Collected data
--------------------
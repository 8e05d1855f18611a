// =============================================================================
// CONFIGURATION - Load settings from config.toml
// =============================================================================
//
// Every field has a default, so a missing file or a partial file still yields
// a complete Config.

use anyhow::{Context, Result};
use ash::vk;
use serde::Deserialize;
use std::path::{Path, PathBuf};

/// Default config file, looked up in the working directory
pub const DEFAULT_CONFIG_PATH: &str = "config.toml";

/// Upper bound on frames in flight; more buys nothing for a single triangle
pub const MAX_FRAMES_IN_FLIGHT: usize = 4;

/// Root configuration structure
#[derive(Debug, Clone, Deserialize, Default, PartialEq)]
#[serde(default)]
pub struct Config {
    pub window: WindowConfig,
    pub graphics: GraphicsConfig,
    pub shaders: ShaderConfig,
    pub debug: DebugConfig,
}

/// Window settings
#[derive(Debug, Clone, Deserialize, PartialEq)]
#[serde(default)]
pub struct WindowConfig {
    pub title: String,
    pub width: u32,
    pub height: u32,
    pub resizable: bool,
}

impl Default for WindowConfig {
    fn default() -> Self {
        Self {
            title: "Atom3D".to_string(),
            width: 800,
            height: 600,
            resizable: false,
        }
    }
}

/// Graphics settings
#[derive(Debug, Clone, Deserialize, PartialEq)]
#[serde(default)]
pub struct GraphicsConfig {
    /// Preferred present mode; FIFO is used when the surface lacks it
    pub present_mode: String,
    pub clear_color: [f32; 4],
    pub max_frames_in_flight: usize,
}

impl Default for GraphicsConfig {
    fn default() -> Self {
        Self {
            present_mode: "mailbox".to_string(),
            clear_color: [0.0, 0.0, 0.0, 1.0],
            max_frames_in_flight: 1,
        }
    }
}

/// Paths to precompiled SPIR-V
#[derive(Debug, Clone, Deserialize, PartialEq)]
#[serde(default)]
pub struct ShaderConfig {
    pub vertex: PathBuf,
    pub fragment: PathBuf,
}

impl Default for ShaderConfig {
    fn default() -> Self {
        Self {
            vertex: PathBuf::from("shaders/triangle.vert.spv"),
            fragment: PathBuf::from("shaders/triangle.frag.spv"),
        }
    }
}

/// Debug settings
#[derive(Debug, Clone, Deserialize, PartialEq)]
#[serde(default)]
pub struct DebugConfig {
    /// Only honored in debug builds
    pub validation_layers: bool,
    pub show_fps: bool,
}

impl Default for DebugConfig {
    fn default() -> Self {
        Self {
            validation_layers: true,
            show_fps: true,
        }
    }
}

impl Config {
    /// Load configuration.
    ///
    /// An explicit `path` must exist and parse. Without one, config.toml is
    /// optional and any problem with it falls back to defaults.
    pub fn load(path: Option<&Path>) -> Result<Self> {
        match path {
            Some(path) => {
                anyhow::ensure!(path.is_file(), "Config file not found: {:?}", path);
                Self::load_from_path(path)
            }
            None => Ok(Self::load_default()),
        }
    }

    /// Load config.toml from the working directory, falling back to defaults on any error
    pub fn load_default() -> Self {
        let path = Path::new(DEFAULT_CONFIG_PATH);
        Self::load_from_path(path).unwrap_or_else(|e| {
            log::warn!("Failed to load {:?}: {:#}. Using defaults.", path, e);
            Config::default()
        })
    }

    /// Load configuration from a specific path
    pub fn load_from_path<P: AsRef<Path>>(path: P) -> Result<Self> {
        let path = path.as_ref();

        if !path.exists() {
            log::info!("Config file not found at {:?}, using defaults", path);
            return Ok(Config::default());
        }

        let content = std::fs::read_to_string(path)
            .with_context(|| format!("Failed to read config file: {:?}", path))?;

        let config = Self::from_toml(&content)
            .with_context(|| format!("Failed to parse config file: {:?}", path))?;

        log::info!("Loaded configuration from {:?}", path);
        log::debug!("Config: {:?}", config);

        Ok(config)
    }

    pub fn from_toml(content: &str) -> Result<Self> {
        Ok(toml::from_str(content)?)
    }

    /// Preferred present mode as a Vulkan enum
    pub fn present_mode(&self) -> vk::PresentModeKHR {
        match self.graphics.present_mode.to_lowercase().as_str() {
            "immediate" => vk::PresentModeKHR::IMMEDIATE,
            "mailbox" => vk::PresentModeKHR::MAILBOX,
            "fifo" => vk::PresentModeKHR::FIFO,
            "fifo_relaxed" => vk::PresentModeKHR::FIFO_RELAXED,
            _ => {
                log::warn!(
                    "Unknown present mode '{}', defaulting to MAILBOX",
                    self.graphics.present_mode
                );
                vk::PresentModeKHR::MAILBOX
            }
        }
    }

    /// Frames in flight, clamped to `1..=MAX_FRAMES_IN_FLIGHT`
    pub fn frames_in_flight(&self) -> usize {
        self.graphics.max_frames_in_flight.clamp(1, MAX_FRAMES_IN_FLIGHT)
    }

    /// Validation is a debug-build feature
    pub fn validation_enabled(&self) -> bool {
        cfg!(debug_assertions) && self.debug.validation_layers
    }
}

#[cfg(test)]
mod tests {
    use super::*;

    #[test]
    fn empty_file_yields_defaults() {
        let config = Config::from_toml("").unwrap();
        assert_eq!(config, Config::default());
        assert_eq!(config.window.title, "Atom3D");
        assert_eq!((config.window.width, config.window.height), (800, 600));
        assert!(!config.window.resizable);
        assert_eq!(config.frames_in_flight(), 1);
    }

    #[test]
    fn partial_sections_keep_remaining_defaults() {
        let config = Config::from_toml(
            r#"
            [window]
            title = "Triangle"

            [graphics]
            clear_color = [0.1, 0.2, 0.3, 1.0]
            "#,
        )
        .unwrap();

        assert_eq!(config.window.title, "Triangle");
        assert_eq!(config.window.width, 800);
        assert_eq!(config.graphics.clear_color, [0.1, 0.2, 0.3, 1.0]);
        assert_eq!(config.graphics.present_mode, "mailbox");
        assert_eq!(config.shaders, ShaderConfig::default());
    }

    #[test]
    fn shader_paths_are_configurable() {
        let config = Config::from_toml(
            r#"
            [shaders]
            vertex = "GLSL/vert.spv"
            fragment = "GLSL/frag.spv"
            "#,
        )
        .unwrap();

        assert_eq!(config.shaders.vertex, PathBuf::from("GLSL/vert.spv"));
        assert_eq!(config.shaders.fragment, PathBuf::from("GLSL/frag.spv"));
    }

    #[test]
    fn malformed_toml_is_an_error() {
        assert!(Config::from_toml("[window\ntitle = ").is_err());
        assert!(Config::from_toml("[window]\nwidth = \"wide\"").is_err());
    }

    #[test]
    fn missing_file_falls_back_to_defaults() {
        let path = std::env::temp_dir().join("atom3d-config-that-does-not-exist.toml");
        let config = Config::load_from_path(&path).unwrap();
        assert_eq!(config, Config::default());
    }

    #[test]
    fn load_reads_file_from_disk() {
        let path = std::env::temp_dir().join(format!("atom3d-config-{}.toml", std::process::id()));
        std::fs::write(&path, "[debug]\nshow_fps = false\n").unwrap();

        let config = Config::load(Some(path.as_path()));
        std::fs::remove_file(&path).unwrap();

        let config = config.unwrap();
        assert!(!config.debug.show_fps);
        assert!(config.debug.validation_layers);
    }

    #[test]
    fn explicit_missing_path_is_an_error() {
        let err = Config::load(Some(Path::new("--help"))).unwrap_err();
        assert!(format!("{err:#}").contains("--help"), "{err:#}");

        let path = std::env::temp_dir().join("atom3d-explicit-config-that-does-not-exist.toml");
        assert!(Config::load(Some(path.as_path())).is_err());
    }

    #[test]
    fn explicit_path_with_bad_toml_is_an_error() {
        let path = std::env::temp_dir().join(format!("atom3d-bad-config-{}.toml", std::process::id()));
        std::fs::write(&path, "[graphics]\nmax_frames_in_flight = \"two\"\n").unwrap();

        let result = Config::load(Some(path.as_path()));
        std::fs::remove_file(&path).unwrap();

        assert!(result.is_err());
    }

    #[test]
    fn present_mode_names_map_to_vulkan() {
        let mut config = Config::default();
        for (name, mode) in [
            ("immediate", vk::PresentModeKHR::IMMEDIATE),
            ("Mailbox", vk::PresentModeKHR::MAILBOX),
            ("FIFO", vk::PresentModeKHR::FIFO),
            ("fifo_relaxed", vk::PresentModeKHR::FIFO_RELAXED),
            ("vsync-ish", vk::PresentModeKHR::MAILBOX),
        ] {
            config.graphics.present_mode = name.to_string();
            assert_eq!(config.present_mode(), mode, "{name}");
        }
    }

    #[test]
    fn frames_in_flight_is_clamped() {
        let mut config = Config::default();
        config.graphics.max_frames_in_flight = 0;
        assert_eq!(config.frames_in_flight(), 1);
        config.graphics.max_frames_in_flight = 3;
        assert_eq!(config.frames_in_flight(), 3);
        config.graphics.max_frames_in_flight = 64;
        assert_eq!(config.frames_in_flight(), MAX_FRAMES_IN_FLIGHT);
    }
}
--------------------
__WORK TO BE COMPLETED__: Quote the records above exactly, from the first line through the line containing "pub struct GraphicsConfig", and nothing more.

__RESULT OF THE EXERCISE__:
repository 8e05d1855f18611a
// =============================================================================
// CONFIGURATION - Load settings from config.toml
// =============================================================================
//
// Every field has a default, so a missing file or a partial file still yields
// a complete Config.

use anyhow::{Context, Result};
use ash::vk;
use serde::Deserialize;
use std::path::{Path, PathBuf};

/// Default config file, looked up in the working directory
pub const DEFAULT_CONFIG_PATH: &str = "config.toml";

/// Upper bound on frames in flight; more buys nothing for a single triangle
pub const MAX_FRAMES_IN_FLIGHT: usize = 4;

/// Root configuration structure
#[derive(Debug, Clone, Deserialize, Default, PartialEq)]
#[serde(default)]
pub struct Config {
    pub window: WindowConfig,
    pub graphics: GraphicsConfig,
    pub shaders: ShaderConfig,
    pub debug: DebugConfig,
}

/// Window settings
#[derive(Debug, Clone, Deserialize, PartialEq)]
#[serde(default)]
pub struct WindowConfig {
    pub title: String,
    pub width: u32,
    pub height: u32,
    pub resizable: bool,
}

impl Default for WindowConfig {
    fn default() -> Self {
        Self {
            title: "Atom3D".to_string(),
            width: 800,
            height: 600,
            resizable: false,
        }
    }
}

/// Graphics settings
#[derive(Debug, Clone, Deserialize, PartialEq)]
#[serde(default)]
pub struct GraphicsConfig {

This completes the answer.